Just as Nigerians are expecting to see a jinx broken over the face-off between the Federal Government and the University lecturers, two new factions have sprung up.

This is as the Federal Government on Tuesday registered two unions, the National Association of Medical and Dental Academics NAMDA and the Congress of Nigerian University Academics CONUA into the university system.

Locals who have witnessed the emergence believe that it is an attempt to break the ranks of the Academic Staff Union of Universities ASUU.

Presenting a certificate of approval
the Minister of Labour and Productivity, Chris Ngige, said the two bodies will exist alongside ASUU.

NAMDA is an umbrella for university lecturers in the medical field, whose group on September 23, said it was not joining the ongoing ASUU, rather, its members were locked out due to the industrial dispute declared by the union.

The group, however, noted that the country has a shortage of medical doctors and that it would not be in her interest to lose a year because of any strike, NAMDA said it would commence examinations for the 500 and 400 levels of medical students.
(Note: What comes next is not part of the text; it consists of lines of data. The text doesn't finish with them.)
//! Paired tag renaming at edit time.
//!
//! When an edit changes the name in a start tag, the matching end tag gets the
//! same name (and vice versa) through a companion transaction committed with
//! the edit. The mirror runs synchronously against the pre-edit parse tree,
//! which is stale the moment the edit lands, and never suspends.
//!
//! Every uncertain case resolves to [`MirrorOutcome::Unchanged`]: a missed
//! mirror is harmless, a wrong one corrupts the document.

use quire_primitives::{Bias, Change, Transaction, TxFlags};
use quire_syntax::{ParseTree, SyntaxToken, enclosing_tag};
use tracing::{debug, trace};

use crate::EditFilter;

/// Result of inspecting one transaction.
#[derive(Debug, Clone, PartialEq, Eq)]
pub enum MirrorOutcome {
	/// Commit the transaction as is.
	Unchanged,
	/// Commit the transaction followed by this companion, which applies to the
	/// text the original produces and carries [`TxFlags::TAG_MIRROR`].
	Companion(Transaction),
}

impl MirrorOutcome {
	pub fn into_companion(self) -> Option<Transaction> {
		match self {
			MirrorOutcome::Unchanged => None,
			MirrorOutcome::Companion(tx) => Some(tx),
		}
	}
}

/// Keeps start and end tag names identical as either is edited.
#[derive(Debug, Clone, Copy, Default)]
pub struct TagMirror;

impl TagMirror {
	pub fn new() -> Self {
		Self
	}

	/// Inspects `tx` against `tree`, the parse of the text `tx` applies to.
	pub fn mirror(&self, tree: &ParseTree, tx: &Transaction) -> MirrorOutcome {
		if tx.has_flags(TxFlags::TAG_MIRROR) {
			trace!("mirror.skip.sentinel");
			return MirrorOutcome::Unchanged;
		}
		if tx.changes().len() != tree.len_chars() {
			debug!(
				tx_len = tx.changes().len(),
				tree_len = tree.len_chars(),
				"mirror.skip.stale_tree"
			);
			return MirrorOutcome::Unchanged;
		}

		let mut after = tree.text().clone();
		tx.apply(&mut after);

		let mut companions: Vec<Change> = Vec::new();
		for change in tx.changes().iter_changes() {
			let Some(edited) = tree.tag_name_token(change.from) else {
				continue;
			};
			let range = tree.token_range(&edited);
			if change.from < range.start || change.to > range.end {
				trace!(from = change.from, to = change.to, "mirror.skip.spans_markup");
				continue;
			}
			let Some(counterpart) = counterpart_of(&edited) else {
				continue;
			};

			let start = tx.map_pos(range.start, Bias::Left);
			let end = tx.map_pos(range.end, Bias::Right).max(start);
			let candidate = after.slice(start..end).to_string();
			if !is_plain_name(&candidate) {
				trace!(candidate, "mirror.skip.unsafe_name");
				continue;
			}

			let range = tree.token_range(&counterpart);
			let target_start = tx.map_pos(range.start, Bias::Left);
			let target_end = tx.map_pos(range.end, Bias::Right).max(target_start);
			if after.slice(target_start..target_end) == candidate.as_str() {
				continue;
			}
			if companions.iter().any(|c| c.start == target_start) {
				continue;
			}
			companions.push(Change::replace(target_start, target_end, candidate));
		}

		if companions.is_empty() {
			return MirrorOutcome::Unchanged;
		}
		companions.sort_by_key(|change| change.start);
		debug!(count = companions.len(), "mirror.companion");
		MirrorOutcome::Companion(Transaction::change(after.slice(..), companions).with_flags(TxFlags::TAG_MIRROR))
	}
}

impl EditFilter for TagMirror {
	fn name(&self) -> &'static str {
		"tag_mirror"
	}

	fn filter(&self, tree: &ParseTree, tx: &Transaction) -> Option<Transaction> {
		self.mirror(tree, tx).into_companion()
	}
}

/// The tag-name token paired with `token`, found among the direct children
/// of the shared element. Empty tags have none.
///
/// Both tags must be terminated, and no child of the element may have been
/// closed implicitly: an end tag that closed unfinished children may belong
/// to one of them once the edit lands.
fn counterpart_of(token: &SyntaxToken) -> Option<SyntaxToken> {
	let tag = enclosing_tag(token)?;
	if !tag.is_terminated() {
		trace!("mirror.skip.unterminated");
		return None;
	}
	let opposite = tag.kind().counterpart()?;
	let element = tag.element()?;
	if element.child_elements().any(|child| !child.is_closed()) {
		trace!("mirror.skip.implicit_close");
		return None;
	}
	let other = element.tag(opposite)?;
	if !other.is_terminated() {
		trace!("mirror.skip.unterminated");
		return None;
	}
	other.name_token()
}

/// Rejects names that an edit spilling into surrounding markup would produce.
fn is_plain_name(candidate: &str) -> bool {
	!candidate.trim().is_empty()
		&& !candidate.contains(['<', '>', '/'])
		&& !candidate.contains(char::is_whitespace)
}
On its part, CONUA, a breakaway faction of ASUU, led by its National Coordinator, ‘Niyi Sunmonu, a lecturer at the Obafemi Awolowo University, OAU, Ile-Ife, currently enjoys a marginal presence in a few universities across the country, seen as a strategic move by the government to break the ranks of the striking lecturers and woo some of them back to the classrooms.

ASUU has been on strike since February 14 to press home its demands.
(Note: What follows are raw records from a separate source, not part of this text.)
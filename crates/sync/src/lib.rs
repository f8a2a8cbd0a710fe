//! Dual-tree synchronization for XML editing buffers.
//!
//! An editor keeps a fault-tolerant parse tree ([`quire_syntax`]) live as the
//! user types. This crate keeps it consistent with the strict object tree
//! ([`quire_dom`]) and with itself:
//!
//! * [`link`] matches the two trees element by element.
//! * [`normalize`] turns raw strict-parser failures into located diagnostics.
//! * [`TagMirror`] renames the paired tag when a tag name is edited.
//! * [`SyncEngine`] debounces edits, reparses strictly, links and publishes
//!   versioned [`SyncSnapshot`]s.

pub mod config;
pub mod diagnostics;
pub mod engine;
mod host;
pub mod linker;
pub mod mirror;

pub use config::{ConfigError, SyncConfig};
pub use diagnostics::{Diagnostic, Severity, normalize};
pub use engine::{SyncEngine, SyncHandle, SyncPhase, SyncSnapshot};
pub use host::{EditFilter, SyncHost};
pub use linker::{LinkError, LinkMap, link};
pub use mirror::{MirrorOutcome, TagMirror};
use std::collections::BTreeMap;
use std::sync::Arc;

use quire_dom::{ObjectId, ObjectTree, ProcessingInstructionRecord};
use quire_primitives::CharIdx;
use rustc_hash::FxHashMap;

use crate::diagnostics::Diagnostic;
use crate::linker::LinkMap;

/// Where the engine is in its edit/resync cycle.
#[derive(Debug, Clone, Copy, PartialEq, Eq, Default)]
pub enum SyncPhase {
	/// Nothing pending.
	#[default]
	Idle,
	/// An edit arrived; waiting for the debounce period to elapse.
	Debouncing,
	/// A resync pass is in flight.
	Resyncing,
}

/// Immutable view of the derived document state, published on every pass
/// that reaches a verdict.
///
/// `diagnostics` is non-empty whenever `is_well_formed` is false, except for
/// the neutral state of an empty document.
#[derive(Debug, Clone, Default)]
pub struct SyncSnapshot {
	pub is_well_formed: bool,
	pub diagnostics: Vec<Diagnostic>,
	/// Incremented on every successful sync, never on failure.
	pub sync_version: u64,
	pub object_tree: Option<Arc<ObjectTree>>,
	pub links: LinkMap,
	pub processing_instructions: Vec<ProcessingInstructionRecord>,
}

impl SyncSnapshot {
	pub(super) fn failed(sync_version: u64, diagnostics: Vec<Diagnostic>) -> Self {
		Self {
			is_well_formed: false,
			diagnostics,
			sync_version,
			..Self::default()
		}
	}

	pub fn object_tree(&self) -> Option<&ObjectTree> {
		self.object_tree.as_deref()
	}

	/// Parse-tree element offset to object-tree element.
	pub fn forward(&self) -> &BTreeMap<CharIdx, ObjectId> {
		self.links.forward()
	}

	/// Object-tree element to parse-tree element offset.
	pub fn backward(&self) -> &FxHashMap<ObjectId, CharIdx> {
		self.links.backward()
	}
}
The strike is due to the failure of the Federal Government to renegotiate the agreement it signed with ASUU in 2009 including adequate funding of the system, replacement of the Integrated Personnel Payroll Information System IPPIS, with the UTAS, as the payment platform in the university sector, among others.
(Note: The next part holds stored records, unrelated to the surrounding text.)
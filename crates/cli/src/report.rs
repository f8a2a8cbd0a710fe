//! Running one file through the engine and printing what it publishes.

use std::io::{self, Write};
use std::path::Path;
use std::sync::Arc;

use anyhow::{Context, bail};
use quire_dom::ObjectTree;
use quire_editor::Document;
use quire_primitives::LineIndex;
use quire_sync::{SyncConfig, SyncSnapshot};
use tracing::debug;

/// Attaches an engine to `text` and waits for its first verdict.
pub async fn sync_text(text: &str, config: &SyncConfig) -> anyhow::Result<Arc<SyncSnapshot>> {
	let mut doc = Document::new(text);
	let engine = doc.attach(*config);
	let mut updates = engine.subscribe();

	// The first pass can time out waiting for the tree and be retried.
	let limit = (config.tree_wait() + config.retry()) * 4;
	tokio::time::timeout(limit, updates.changed())
		.await
		.context("sync did not finish in time")?
		.context("sync engine stopped")?;

	let snapshot = updates.borrow_and_update().clone();
	doc.detach();
	Ok(snapshot)
}

pub async fn sync_file(path: &Path, config: &SyncConfig) -> anyhow::Result<(String, Arc<SyncSnapshot>)> {
	let text = std::fs::read_to_string(path).with_context(|| format!("reading {}", path.display()))?;
	let snapshot = sync_text(&text, config).await?;
	debug!(
		path = %path.display(),
		well_formed = snapshot.is_well_formed,
		diagnostics = snapshot.diagnostics.len(),
		"cli.synced"
	);
	Ok((text, snapshot))
}

/// Writes `file:line:col: severity: message` lines. Returns false when the
/// document is not well formed.
pub fn write_diagnostics(out: &mut impl Write, path: &Path, snapshot: &SyncSnapshot) -> io::Result<bool> {
	if snapshot.is_well_formed {
		return Ok(true);
	}
	if snapshot.diagnostics.is_empty() {
		writeln!(out, "{}:1:1: error: document is empty", path.display())?;
	}
	for diagnostic in &snapshot.diagnostics {
		writeln!(
			out,
			"{}:{}:{}: {}: {}",
			path.display(),
			diagnostic.line,
			diagnostic.column,
			diagnostic.severity,
			diagnostic.message
		)?;
	}
	Ok(false)
}

/// Writes one line per linked element, then one per processing instruction.
pub fn write_links(out: &mut impl Write, text: &str, snapshot: &SyncSnapshot) -> anyhow::Result<()> {
	let Some(objects) = snapshot.object_tree() else {
		bail!("document is not well formed");
	};
	let index = LineIndex::new(text);
	for (offset, id) in snapshot.links.iter() {
		let (line, column) = index.position(offset);
		writeln!(out, "{line}:{column}\t{offset}\t#{}\t{}", id.index(), element_name(objects, id))?;
	}
	for pi in &snapshot.processing_instructions {
		let (line, column) = index.position(pi.position);
		writeln!(out, "{line}:{column}\t{}\tpi\t{}", pi.position, pi.full_text)?;
	}
	Ok(())
}

fn element_name(objects: &ObjectTree, id: quire_dom::ObjectId) -> &str {
	objects.get(id).and_then(|node| node.name()).unwrap_or("?")
}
According to ASUU, IPPIS has never worked in any university system anywhere, adding that the system shuts the doors against foreign scholars, contract officers, and researchers needing to be poached from existing universities to stabilize new ones.

But the Federal Government insists that the payment model is for transparency and is neither intended to trample upon university autonomy.

Despite a ruling by the National Industrial Court on Sept 21, 2022, ordering the university to return to work, the university lecturers have remained adamant.

Last week, ASUU, through its lawyers, filed an appeal against the court ruling.